Several years ago, Prof. Michael Fainzilber and his group in the Biological Chemistry Department made a surprising discovery: Proteins thought to exist only near the cell nucleus could also be found in the far-off regions of the body's longest cells -- peripheral nerve cells that extend processes called axons, reaching up to a meter in length in adult humans.
These proteins, known as importins, have a well-studied role in the vicinity of the nucleus: They shuttle various molecules through the protective nuclear membrane. Fainzilber and his group showed that when a nerve cell is injured somewhere along its length, importins in the long axons hook into a sort of "railcar" mechanism, which then transports the "Help!" message from the injury site all the way to the nucleus.
These findings raised an intriguing question: How did importins get to the axons in the first place? Initial evidence suggested that one critical importin, called importin beta1, is produced locally upon injury near the site where it is needed. The problem was that years of scientific thinking on the subject indicated that proteins do not get manufactured in the axons, as investigations had turned up few of the cellular protein factories known as ribosomes there.

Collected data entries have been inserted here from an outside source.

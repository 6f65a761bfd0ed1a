use serde::{Deserialize, Serialize};
use std::collections::BTreeMap;
use thiserror::Error;

const MAX_NAME_LEN: usize = 64;

#[derive(Debug, Clone, PartialEq, Serialize, Deserialize)]
pub enum FieldValue {
    Int(i64),
    Float(f64),
    Str(String),
    Bool(bool),
}

impl FieldValue {
    fn is_valid(&self) -> bool {
        match self {
            FieldValue::Float(f) => f.is_finite(),
            _ => true,
        }
    }
}

/// A single line-protocol point. `tags`/`fields` are kept in a `BTreeMap` so
/// iteration is always lexicographically ordered — the encoder relies on
/// this rather than sorting at serialization time.
#[derive(Debug, Clone, PartialEq, Serialize, Deserialize)]
pub struct StoragePoint {
    pub measurement: String,
    pub tags: BTreeMap<String, String>,
    pub fields: BTreeMap<String, FieldValue>,
    pub timestamp_ns: i64,
}

#[derive(Debug, Error, PartialEq)]
pub enum PointValidationError {
    #[error("measurement name is empty")]
    EmptyMeasurement,
    #[error("measurement name exceeds {MAX_NAME_LEN} characters")]
    MeasurementTooLong,
    #[error("measurement name contains a disallowed character")]
    InvalidMeasurementChar,
    #[error("point has no fields")]
    NoFields,
    #[error("key '{0}' is empty")]
    EmptyKey(&'static str),
    #[error("key '{0}' exceeds {MAX_NAME_LEN} characters")]
    KeyTooLong(String),
    #[error("key '{0}' contains a disallowed character")]
    InvalidKeyChar(String),
    #[error("field '{0}' is not a representable numeric value (NaN/Inf)")]
    UnrepresentableField(String),
}

fn is_valid_measurement_char(c: char) -> bool {
    c.is_ascii_alphanumeric() || c == '_' || c == '-'
}

fn contains_disallowed_key_char(s: &str) -> bool {
    s.chars()
        .any(|c| matches!(c, '=' | ' ' | ',' | '\n' | '\r' | '\t'))
}

impl StoragePoint {
    pub fn builder(measurement: impl Into<String>, timestamp_ns: i64) -> StoragePointBuilder {
        StoragePointBuilder {
            measurement: measurement.into(),
            tags: BTreeMap::new(),
            fields: BTreeMap::new(),
            timestamp_ns,
        }
    }

    /// Validate every invariant from §3: non-empty measurement/keys, length
    /// caps, disallowed characters, no-null fields. Called before a point is
    /// ever handed to the writer.
    pub fn validate(&self) -> Result<(), PointValidationError> {
        if self.measurement.is_empty() {
            return Err(PointValidationError::EmptyMeasurement);
        }
        if self.measurement.len() > MAX_NAME_LEN {
            return Err(PointValidationError::MeasurementTooLong);
        }
        if !self.measurement.chars().all(is_valid_measurement_char) {
            return Err(PointValidationError::InvalidMeasurementChar);
        }
        if self.fields.is_empty() {
            return Err(PointValidationError::NoFields);
        }
        for (k, v) in &self.tags {
            if k.is_empty() {
                return Err(PointValidationError::EmptyKey("tag"));
            }
            if k.len() > MAX_NAME_LEN || v.len() > MAX_NAME_LEN {
                return Err(PointValidationError::KeyTooLong(k.clone()));
            }
            if contains_disallowed_key_char(k) || contains_disallowed_key_char(v) {
                return Err(PointValidationError::InvalidKeyChar(k.clone()));
            }
        }
        for (k, v) in &self.fields {
            if k.is_empty() {
                return Err(PointValidationError::EmptyKey("field"));
            }
            if k.len() > MAX_NAME_LEN {
                return Err(PointValidationError::KeyTooLong(k.clone()));
            }
            if k.chars().any(|c| matches!(c, '=' | ' ' | ',')) {
                return Err(PointValidationError::InvalidKeyChar(k.clone()));
            }
            if !v.is_valid() {
                return Err(PointValidationError::UnrepresentableField(k.clone()));
            }
        }
        Ok(())
    }

    /// Identity used by batch-optimization dedup: measurement + sorted tags
    /// + timestamp.
    pub fn identity_key(&self) -> (String, i64, Vec<(String, String)>) {
        (
            self.measurement.clone(),
            self.timestamp_ns,
            self.tags.iter().map(|(k, v)| (k.clone(), v.clone())).collect(),
        )
    }
}

pub struct StoragePointBuilder {
    measurement: String,
    tags: BTreeMap<String, String>,
    fields: BTreeMap<String, FieldValue>,
    timestamp_ns: i64,
}

impl StoragePointBuilder {
    /// Null tag values are dropped rather than emitted empty, per §4.2 step 3.
    pub fn tag(mut self, key: impl Into<String>, value: Option<String>) -> Self {
        if let Some(value) = value {
            self.tags.insert(key.into(), value);
        }
        self
    }

    pub fn field(mut self, key: impl Into<String>, value: FieldValue) -> Self {
        self.fields.insert(key.into(), value);
        self
    }

    pub fn build(self) -> StoragePoint {
        StoragePoint {
            measurement: self.measurement,
            tags: self.tags,
            fields: self.fields,
            timestamp_ns: self.timestamp_ns,
        }
    }
}

#[cfg(test)]
mod tests {
    use super::*;

    #[test]
    fn rejects_empty_measurement() {
        let point = StoragePoint::builder("", 0)
            .field("state", FieldValue::Bool(true))
            .build();
        assert_eq!(point.validate(), Err(PointValidationError::EmptyMeasurement));
    }

    #[test]
    fn rejects_tag_with_equals_sign() {
        let mut point = StoragePoint::builder("light", 0)
            .field("state", FieldValue::Bool(true))
            .build();
        point.tags.insert("bad=key".into(), "v".into());
        assert!(matches!(
            point.validate(),
            Err(PointValidationError::InvalidKeyChar(_))
        ));
    }

    #[test]
    fn null_tag_is_dropped_not_emitted_empty() {
        let point = StoragePoint::builder("light", 0)
            .tag("area", None)
            .field("state", FieldValue::Bool(true))
            .build();
        assert!(!point.tags.contains_key("area"));
    }
}
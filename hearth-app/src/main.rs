mod cli;
mod daemon;
mod http;
mod logging;

use clap::Parser;
use cli::{Cli, Command};
use daemon::Daemon;
use hearth_config::Settings;
use std::path::PathBuf;
use std::process::ExitCode;
use tracing::error;

fn main() -> ExitCode {
    let cli = Cli::parse();
    logging::init(cli.log_level.as_deref(), cli.log_format);

    match cli.command {
        Command::Start => run_start(cli.config),
        Command::Stop => {
            eprintln!(
                "hearthd does not manage other processes: stop it through whatever supervisor \
                 started it (systemd, a container runtime, ...)."
            );
            ExitCode::from(1)
        }
        Command::Status => {
            eprintln!("hearthd does not track other processes: poll GET /health on the running daemon instead.");
            ExitCode::from(1)
        }
    }
}

/// Exit codes per §6: 0 on a clean stop, 1 on a fatal configuration error,
/// 2 on a fatal runtime error.
fn run_start(config_path: Option<PathBuf>) -> ExitCode {
    if let Some(path) = &config_path {
        if let Err(error) = dotenvy::from_path(path) {
            error!(%error, path = %path.display(), "failed to load config file");
            return ExitCode::from(1);
        }
    }

    let settings = match Settings::from_env() {
        Ok(settings) => settings,
        Err(error) => {
            error!(%error, "invalid configuration");
            return ExitCode::from(1);
        }
    };

    let runtime = match tokio::runtime::Builder::new_multi_thread().enable_all().build() {
        Ok(runtime) => runtime,
        Err(error) => {
            error!(%error, "failed to start the async runtime");
            return ExitCode::from(2);
        }
    };

    runtime.block_on(async move {
        let daemon = match Daemon::bootstrap(settings).await {
            Ok(daemon) => daemon,
            Err(error) => {
                error!(%error, "failed to initialize daemon");
                return ExitCode::from(2);
            }
        };

        match daemon.run().await {
            Ok(()) => ExitCode::SUCCESS,
            Err(error) => {
                error!(%error, "daemon exited with an error");
                ExitCode::from(2)
            }
        }
    })
}
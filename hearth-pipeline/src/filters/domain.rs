use super::Filter;
use hearth_model::Event;
use std::collections::HashSet;

/// `event.domain ∈ set` (§4.2 filter kinds table).
pub struct DomainFilter {
    name: String,
    domains: HashSet<String>,
}

impl DomainFilter {
    pub fn new(name: impl Into<String>, domains: impl IntoIterator<Item = String>) -> Self {
        Self {
            name: name.into(),
            domains: domains.into_iter().collect(),
        }
    }
}

impl Filter for DomainFilter {
    fn name(&self) -> &str {
        &self.name
    }

    fn should_process(&self, event: &Event) -> bool {
        self.domains.contains(&event.domain)
    }
}

#[cfg(test)]
mod tests {
    use super::*;

    #[test]
    fn passes_only_listed_domains() {
        let filter = DomainFilter::new("lights_and_climate", ["light".to_string(), "climate".to_string()]);
        let light = Event::new("light", "light.kitchen", "state_changed", 0);
        let lock = Event::new("lock", "lock.front_door", "state_changed", 0);

        assert!(filter.should_process(&light));
        assert!(!filter.should_process(&lock));
    }
}
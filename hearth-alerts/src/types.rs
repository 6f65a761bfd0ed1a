/// Alert severity (§3 "Alert rule"). Ordered low to high so the aggregator
/// can rank group members by severity when picking a representative.
#[derive(Debug, Clone, Copy, PartialEq, Eq, PartialOrd, Ord, Hash)]
pub enum Severity {
    Info,
    Warning,
    Error,
    Critical,
}

impl Severity {
    pub fn as_str(&self) -> &'static str {
        match self {
            Severity::Info => "info",
            Severity::Warning => "warning",
            Severity::Error => "error",
            Severity::Critical => "critical",
        }
    }
}

/// Alert instance lifecycle state (§3 "Alert instance").
#[derive(Debug, Clone, Copy, PartialEq, Eq)]
pub enum AlertStatus {
    Active,
    Acknowledged,
    Resolved,
    Expired,
}

impl AlertStatus {
    pub fn as_str(&self) -> &'static str {
        match self {
            AlertStatus::Active => "active",
            AlertStatus::Acknowledged => "acknowledged",
            AlertStatus::Resolved => "resolved",
            AlertStatus::Expired => "expired",
        }
    }
}
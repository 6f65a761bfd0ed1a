//! Canonical event/time-series data model shared by every hearth crate.
//!
//! This crate has no I/O and no async runtime dependency — it is pure data
//! plus the line-protocol codec (§3, §4.3 of the design document).

pub mod event;
pub mod filter_result;
pub mod line_protocol;
pub mod point;
pub mod value;

pub use event::Event;
pub use filter_result::FilterResult;
pub use point::{FieldValue, PointValidationError, StoragePoint, StoragePointBuilder};
pub use value::Value;
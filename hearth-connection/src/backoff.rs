use hearth_config::BackoffSettings;
use rand::Rng;
use std::time::Duration;

/// Delay for attempt `n` (1-based): `min(max_delay, base_delay *
/// multiplier^(n-1)) * (1 + U(-jitter, +jitter))`, floored at 0.1s (§4.1).
pub fn retry_delay(settings: &BackoffSettings, attempt: u32) -> Duration {
    let exponent = attempt.saturating_sub(1);
    let scaled = settings.base_delay.as_secs_f64() * settings.multiplier.powi(exponent as i32);
    let bounded = scaled.min(settings.max_delay.as_secs_f64());

    let jitter_factor = if settings.jitter > 0.0 {
        1.0 + rand::rng().random_range(-settings.jitter..=settings.jitter)
    } else {
        1.0
    };

    let jittered = (bounded * jitter_factor).max(0.1);
    Duration::from_secs_f64(jittered)
}

/// `false` once `max_retries` (>= 0) attempts have been made; `max_retries
/// == -1` means retry forever.
pub fn retries_exhausted(settings: &BackoffSettings, attempts_made: u64) -> bool {
    settings.max_retries >= 0 && attempts_made >= settings.max_retries as u64
}

#[cfg(test)]
mod tests {
    use super::*;

    fn settings() -> BackoffSettings {
        BackoffSettings {
            base_delay: Duration::from_secs(1),
            multiplier: 2.0,
            max_delay: Duration::from_secs(300),
            jitter: 0.0,
            max_retries: -1,
        }
    }

    #[test]
    fn grows_exponentially_until_capped() {
        let s = settings();
        assert_eq!(retry_delay(&s, 1), Duration::from_secs(1));
        assert_eq!(retry_delay(&s, 2), Duration::from_secs(2));
        assert_eq!(retry_delay(&s, 3), Duration::from_secs(4));
        assert_eq!(retry_delay(&s, 10), Duration::from_secs(300));
    }

    #[test]
    fn floors_at_one_tenth_second() {
        let mut s = settings();
        s.base_delay = Duration::from_millis(1);
        assert_eq!(retry_delay(&s, 1), Duration::from_millis(100));
    }

    #[test]
    fn jitter_stays_within_bounds() {
        let mut s = settings();
        s.jitter = 0.1;
        for _ in 0..100 {
            let delay = retry_delay(&s, 3).as_secs_f64();
            assert!((3.6..=4.4).contains(&delay), "delay {delay} outside jittered range");
        }
    }

    #[test]
    fn infinite_retries_never_exhaust() {
        let s = settings();
        assert!(!retries_exhausted(&s, 1_000_000));
    }

    #[test]
    fn finite_retries_exhaust_at_bound() {
        let mut s = settings();
        s.max_retries = 3;
        assert!(!retries_exhausted(&s, 2));
        assert!(retries_exhausted(&s, 3));
    }
}
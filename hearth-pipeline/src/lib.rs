//! Event-processing pipeline (§4.2): deduplication, an ordered filter
//! chain, enrichment, transform into storage points, and a bounded worker
//! pool with overflow buffering and disk spill.

pub mod dedup;
pub mod enrichment;
pub mod error;
pub mod filters;
pub mod pipeline;
pub mod queue;
pub mod rate_limiter;
pub mod spill;
pub mod stats;
pub mod transform;

pub use dedup::DedupWindow;
pub use enrichment::{EnrichmentCache, Enricher, WeatherEnricher};
pub use error::{PipelineError, Result};
pub use filters::{Filter, FilterChain};
pub use pipeline::Pipeline;
pub use queue::SubmitOutcome;
pub use rate_limiter::TokenBucket;
pub use stats::{PipelineStats, StatsCollector};
pub use transform::{DefaultTransform, Transform};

Settling the issue was far from simple: Importins are so crucial that even the smallest embryo could not survive without them. But Rotem Ben-Tov Perry, a joint research student in Fainzilber's group and that of department colleague Dr. Avraham Yaron, found a way to distinguish the importin beta1 in the cell body from that in the axon: The axonal protein was apparently made from a longer messenger RNA. To see if they could selectively affect just the axonal version of the protein, the groups, together with Prof. Jeff Twiss of Drexel University, Philadelphia, Pennsylvania, took advantage of high precision knock-out technology. Rather than knocking a whole gene out of the system, they managed to remove one little piece of the messenger RNA that carries the encoded instructions for manufacturing importins: just the longer bit that sends the RNA to the axon.
Now they observed plenty of importin beta1 in the cell body, but none in the axons. Mice with the knocked out segment of RNA took much longer to recover from peripheral nerve injury, and the genes that are normally active in response to nerve damage were activated to a lesser degree. All of this suggests that the importin beta1 that normally helps inform the extended nerve cell about injury is, indeed, produced locally in the axon.
Fainzilber said, "The data shows conclusively that importin beta1 protein is produced in axons, and Rotem's work has validated the importins' crucial role in nerve repair." The findings, which appeared recently in Neuron, may help point the way toward better treatments for nerve damage and aid in finding ways to speed up the repair.